# Observation local feral flocks



## Woodnative (Jul 4, 2010)

My commute to and from work take me along a major multilane highway (287) here in crowded NJThe crossroads along the way are overhead bridges.....and most of these roads/bridges have high electrical wires running along them. Groups of feral pigeons, mostly blue bars and checks, live under several of these bridges. Interestingly I usually see them lined up on the wires, high up, most of the winter (less so in summer). If I drive during daylight the flocks are almost always on these wires on most days....including cloudy days and light rain. They return to underneath the bridge at night. At this time of year I am passing under these areas about 7:10 or so as the sun is coming up. At this time the flocks emerge and fly in a kit.........circling for quite a few times before landing on the wires. It is neat seeing these multiple kits as I drive to work. Right now it is too dark when I go home but when the days start getting longer I will see the same thing in reverse.........the kits circling before settling under the bridges for the night. Of course these birds must go to eat sometime/somewhere during the day too. I certainly think open air/sunlight is important for health of our pets.........take a hint from these ferals.


----------



## Zippy (Nov 20, 2011)

I see them on wires down here in MD. They perch right over a creek, lined up and fluffy. They sit there in the worst weather, wind, rain, snow etc.


----------



## Dima (Jan 15, 2011)

Our feral flock get food everyday. Indeed i noticed them sitting on the wires, but only toward the winter, once the weather gets better they move on the roof of Gas station or other roofs. I wondered many times why? Is it warmer on the wires?
Also they have a timing when the go to feed. Exactly at 8:40 - 9:00 am. Of course in this case their seeds are already there put by kind people. They do not go straight for the seeds in the morning; they gather on the wires, then the start exercising suddenly all at once in circles, then go back on the wires and when its their feeding time they land at the parking lot.


----------



## NZ Pigeon (Nov 12, 2011)

Dima - I imagine roofs are warm in the summer and a nice place to sunbath but would be extra cold come winter, The pigeon would absord the cold off the building whereas on a powerline they just have to maintain their own heat.

Our feral flocks here live in 3 main places and are in the 1000's, The town and cliff birds fly miles for food, The birds in the pinetress out in the country have food close by. They can be seen in flocks from 20 - 500 flying daily through the city to get out to the fields and the ones from tjhe cliffs fly out to the lake. I do not often see them on powerlines, Infact it is very rare in ChCh.

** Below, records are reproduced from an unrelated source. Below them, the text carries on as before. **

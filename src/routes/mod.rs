// SPDX-License-Identifier: MIT
// Copyright 2026 Roland Dreier <roland@rolandd.dev>

//! HTTP route handlers.

pub mod api;
pub mod sensors;

use crate::AppState;
use axum::http::{header, Method};
use axum::{routing::get, Json, Router};
use serde::Serialize;
use std::sync::Arc;
use tower_http::cors::{Any, CorsLayer};
use tower_http::trace::{DefaultMakeSpan, DefaultOnResponse, TraceLayer};
use tracing::Level;

#[derive(Serialize)]
pub struct HealthResponse {
    pub status: String,
    pub build_id: String,
}

/// Health check response
async fn health_check() -> Json<HealthResponse> {
    let build_id = option_env!("BUILD_ID").unwrap_or("unknown").to_string();
    Json(HealthResponse {
        status: "ok".to_string(),
        build_id,
    })
}

/// Build the complete router with all routes.
pub fn create_router(state: Arc<AppState>) -> Router {
    // The control surface is driven by a local UI on any origin
    let cors = CorsLayer::new()
        .allow_origin(Any)
        .allow_methods([Method::GET, Method::POST, Method::DELETE, Method::OPTIONS])
        .allow_headers([header::CONTENT_TYPE, header::ACCEPT]);

    Router::new()
        .route("/health", get(health_check))
        .merge(api::routes())
        .merge(sensors::routes())
        .layer(cors)
        .layer(
            TraceLayer::new_for_http()
                .make_span_with(DefaultMakeSpan::new().level(Level::INFO))
                .on_response(DefaultOnResponse::new().level(Level::INFO)),
        )
        .with_state(state)
}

The only time they are seen on the ground near the cliffs or in the city is for sticks. All the lovely crop farmers involuntarily supply the ChCh birds with their wide range of seeds and they really do thrive here, Their crops look like diamonds full of food when they are flying back. Also they fly really low to the fields on windy days, sometimes just 1ft above ground. A flock of 100 doing that is amazing, then at the last minute as they approach trees they either file through small gaps or power over them.


----------



## Quazar (Jul 27, 2010)

Its actually very interesting to compare the observations and habits in different countries.
Here in the UK, we have the common Feral Pigeon in our cities & the Wood Pigeon out in the country, although Woodies are now getting very common in and around the cities "green parkland" areas but never actually feed around the streets as common Ferals do. While Woodies are "moving in" so to speak, the Ferals get drastically fewer in numbers the further out towards the city boundary one goes.
Like Evan, we very rarely see Pigeons on powerlines or telephone wires, that privelege is for the Crows, Magpies & Starlings, and in the country, the Woodies behave in the same manner as the ChCh country birds, but when in the "green areas" around town they hang around in much fewer numbers (usually no more than 10). 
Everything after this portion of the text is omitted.